Stacey Abrams: The Political Strategist Who Won Georgia


Hayden Thompson, Reporter

The recent Senate victories of Democratic candidates, Rev. Raphael Warnock and Jon Ossoff, mark Georgia’s political transformation from a solid red state to a purple state and set up a democratic majority in the Senate for President Joe Biden. The Senate majority will likely help the new Commander-in-Chief pass his legislative agenda. The credit for Warnock and Ossoff’s win went to one person broadly acknowledged for Georgia’s new political identity: Stacey Abrams. 

Abrams, the former minority leader of the Georgia state House, has dedicated the majority of her political career to fighting against voter suppression, starting with her New Georgia Project. Now, she advocates through Fair Flight, the voting rights organization that “promote[s] fair elections in Georgia and around the country, encourage[s] voter participation in elections, and educate[s] voters about elections and their voting rights.”

In a recent interview with NBC, Steve Phillips, the host of a color-conscious political podcast, recalled the time when he first met Abrams in 2012. At the time, Abrams was the house minority leader in Georgia and first pitched her plan to increase voter turnout.

Phillips spoke to Abrams’ voter plan, saying, “It was a very methodical, step-by-step, year-by-year plan that had…voting power in numbers of people of color… and African-Americans in particular.” 

Impressed by both her intellect and strategy, Phillips added that Abrams was “one of the smartest, most strategic and data-driven people that [he had] met in national politics.”  

Like other relics of the Jim Crow South, Georgia has long-standing policies and practices that effectively suppress voting power. Abrams’ plan has greatly assisted voters to overcome these barriers ensuring that everyone had a chance to cast their ballot. 

Less than a decade later, Abrams’ plan came to fruition with Georgia becoming a key state in both the presidential and senate elections. The Peach State made history by electing Joe Biden, who became the first Democratic presidential candidate to carry the state since 1992. Additionally, Ossoff and Rev. Warnock represented the diversity of their party’s evolving identity, by defeating the incumbent Republicans David Perdue and Kelly Loeffler. 

Abrams’ voter efforts were instrumental in Warnock and Ossoff’s senate victories, with Ossoff defeating Perdue by roughly fifty-five thousand votes, an 0.8% margin, and Warnock defeating Loeffler by ninety-four thousand votes, a 2% margin.

Warnock, who served at Ebenezer Baptist Church, the same Atlanta church where Rev. Martin Luther King Jr. preached, became the first African American senator from Georgia. Ossoff became the state’s first Jewish senator and the Senate’s youngest member, at 33 years old.

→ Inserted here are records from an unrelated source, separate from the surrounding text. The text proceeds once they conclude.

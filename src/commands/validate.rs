//! Validate command implementation

use super::CommandContext;
use crate::cli::ValidateArgs;
use crate::error::Result;
use crate::manifest::{self, LoadOptions, Manifest};
use crate::ui;

/// Load a manifest and report configuration errors without installing
///
/// # Errors
///
/// Load and parse errors, or `FeatureErrors` listing the invalid features.
pub fn run(ctx: &CommandContext, args: ValidateArgs) -> Result<()> {
    let options = LoadOptions {
        do_inherit: !args.no_inherit,
        ..LoadOptions::default()
    };
    let target = Manifest::load(&args.source, &options, ctx.prompter())?;
    let namespace = target
        .namespace()
        .or_else(|| manifest::namespace_from_source(&args.source));

    let mut environment = ctx.environment(namespace).target(target).warmup()?;
    environment.validate()?;
    ui::status("Valid", &args.source);
    Ok(())
}
//! Rigger - declarative environment bootstrapping
//!
//! Installs environments described by layered INI-style manifests into
//! per-namespace directories, hooks them into the user's shell and keeps
//! them reconciled as the manifests change.

use std::sync::Arc;
use std::sync::atomic::{AtomicBool, Ordering};

use clap::Parser;
use tracing::warn;
use tracing_subscriber::EnvFilter;

mod cli;
mod commands;
mod engine;
mod environment;
mod error;
mod formula;
mod git;
mod manifest;
mod resolver;
mod transaction;
mod ui;

#[cfg(test)]
mod test_fixtures;

use cli::{Cli, Commands};
use commands::CommandContext;
use engine::CancellationToken;
use error::Result;

/// `RUST_LOG` wins; otherwise `--verbose` turns on debug output
fn init_logging(verbose: bool) {
    let filter = EnvFilter::try_from_default_env().unwrap_or_else(|_| {
        EnvFilter::new(if verbose { "rigger=debug" } else { "warn" })
    });
    tracing_subscriber::fmt()
        .with_env_filter(filter)
        .with_writer(std::io::stderr)
        .without_time()
        .init();
}

/// Ctrl-C only raises the flag; the engine stops at the next feature
fn install_interrupt_handler(cancel: &CancellationToken) {
    let flag = Arc::clone(cancel);
    if let Err(e) = ctrlc::set_handler(move || {
        flag.store(true, Ordering::SeqCst);
    }) {
        warn!(error = %e, "Unable to install interrupt handler");
    }
}

fn run(cli: Cli, cancel: CancellationToken) -> Result<()> {
    let context = || CommandContext::new(cli.root.clone(), Arc::clone(&cancel));
    match cli.command {
        Commands::Install(args) => commands::install::run(&context()?, args),
        Commands::Update(args) => commands::update::run(&context()?, args),
        Commands::Remove(args) => commands::remove::run(&context()?, args),
        Commands::Activate(args) => commands::toggle::activate(&context()?, args),
        Commands::Deactivate(args) => commands::toggle::deactivate(&context()?, args),
        Commands::Validate(args) => commands::validate::run(&context()?, args),
        Commands::Completions(args) => commands::completions::run(args),
    }
}

fn main() {
    let cli = Cli::parse();
    init_logging(cli.verbose);

    let cancel: CancellationToken = Arc::new(AtomicBool::new(false));
    install_interrupt_handler(&cancel);

    if let Err(e) = run(cli, cancel) {
        eprintln!("{:?}", miette::Report::new(e));
        std::process::exit(1);
    }
}
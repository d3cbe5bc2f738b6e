use clap::Parser;

/// Arguments naming an installed namespace
#[derive(Parser, Debug)]
pub struct NamespaceArgs {
    /// Installed namespace
    pub namespace: String,
}
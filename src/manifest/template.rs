//! `%(key)s` placeholder formatting
//!
//! Manifest values reference other values with `%(section:key)s`. A literal
//! percent sign is written `%%`. Any other use of `%` makes the value
//! malformed, which callers treat as "leave the value alone".

use std::collections::HashMap;

/// Lookup table for placeholder names
pub type Context = HashMap<String, String>;

/// Why a value could not be formatted
#[derive(Debug, Clone, PartialEq, Eq)]
pub enum FormatError {
    /// A placeholder named a key absent from the context
    MissingKey(String),
    /// A `%` that is not `%%` or a complete `%(key)s` placeholder
    Malformed,
}

/// Substitute every placeholder in `template` once
///
/// Placeholders are processed left to right and the first failure is
/// returned, so a missing key that precedes a malformed sequence is reported
/// as missing.
pub fn format(template: &str, context: &Context) -> Result<String, FormatError> {
    let mut out = String::with_capacity(template.len());
    let mut rest = template;

    while let Some(idx) = rest.find('%') {
        out.push_str(&rest[..idx]);
        let after = &rest[idx + 1..];

        if let Some(tail) = after.strip_prefix('%') {
            out.push('%');
            rest = tail;
            continue;
        }

        let Some(inner) = after.strip_prefix('(') else {
            return Err(FormatError::Malformed);
        };
        let Some(close) = inner.find(')') else {
            return Err(FormatError::Malformed);
        };
        let key = &inner[..close];
        let Some(value) = context.get(key) else {
            return Err(FormatError::MissingKey(key.to_string()));
        };
        let Some(tail) = inner[close + 1..].strip_prefix('s') else {
            return Err(FormatError::Malformed);
        };

        out.push_str(value);
        rest = tail;
    }

    out.push_str(rest);
    Ok(out)
}

/// Whether a value contains anything `format` would act on
pub fn has_placeholders(value: &str) -> bool {
    value.contains('%')
}

/// Shell-quote a value for `|escaped` context entries
///
/// Values that cannot be quoted (embedded NUL) are passed through as-is.
pub fn escape(value: &str) -> String {
    shlex::try_quote(value).map_or_else(|_| value.to_string(), |q| q.into_owned())
}

#[cfg(test)]
mod tests {
    use super::*;

    fn ctx(pairs: &[(&str, &str)]) -> Context {
        pairs
            .iter()
            .map(|(k, v)| ((*k).to_string(), (*v).to_string()))
            .collect()
    }

    #[test]
    fn test_plain_string_unchanged() {
        let context = ctx(&[]);
        assert_eq!(format("hello world", &context).unwrap(), "hello world");
    }

    #[test]
    fn test_substitutes_named_keys() {
        let context = ctx(&[("config:name", "world"), ("git:root_dir", "/opt/x")]);
        assert_eq!(
            format("hi %(config:name)s in %(git:root_dir)s/", &context).unwrap(),
            "hi world in /opt/x/"
        );
    }

    #[test]
    fn test_double_percent_is_literal() {
        assert_eq!(format("100%% done", &ctx(&[])).unwrap(), "100% done");
    }

    #[test]
    fn test_missing_key_reported() {
        assert_eq!(
            format("%(config:user)s", &ctx(&[])),
            Err(FormatError::MissingKey("config:user".to_string()))
        );
    }

    #[test]
    fn test_first_error_wins() {
        assert_eq!(
            format("%(nope)s 50%", &ctx(&[])),
            Err(FormatError::MissingKey("nope".to_string()))
        );
        assert_eq!(
            format("50% %(nope)s", &ctx(&[])),
            Err(FormatError::Malformed)
        );
    }

    #[test]
    fn test_malformed_sequences() {
        let context = ctx(&[("a", "1")]);
        assert_eq!(format("p4ss%w0rd", &context), Err(FormatError::Malformed));
        assert_eq!(format("trailing %", &context), Err(FormatError::Malformed));
        assert_eq!(format("%(a", &context), Err(FormatError::Malformed));
        assert_eq!(format("%(a)d", &context), Err(FormatError::Malformed));
    }

    #[test]
    fn test_escape_quotes_for_shell() {
        assert_eq!(escape("plain"), "plain");
        for value in ["two words", "it's", "$HOME; rm -rf /"] {
            let quoted = escape(value);
            assert_ne!(quoted, value);
            assert_eq!(shlex::split(&quoted), Some(vec![value.to_string()]));
        }
    }

    #[test]
    fn test_substituted_value_is_not_rescanned() {
        let context = ctx(&[("a", "%(b)s"), ("b", "x")]);
        assert_eq!(format("%(a)s", &context).unwrap(), "%(b)s");
    }
}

By adopting a strategy that Black Voters Matter founder LaTosha Brown called “meeting voters where they are,” voting rights activists in Georgia spent months traveling to typically low-turnout areas to knock on doors, register voters, and combat an onslaught of misinformation. 

Several advocates say these get-out-the-vote efforts were effective in driving Black voters to the polls, as the push for voters in the Senate runoff resulted in an incredible turnout. According to a state vote tracker, more than 100,000 Georgians who didn’t vote in the presidential election requested a mail-in ballot for the Senate runoff.

While the 2020 elections have concluded, Abrams continues to expand the Fair Fight organization, and some speculate that she will make a run for governor again in 2022. These elections were a test of whether her mobilization efforts would be able to flip Georgia’s status from a solid red state to a purple, or even blue state. If she wins, she would be the first Black female governor in American history.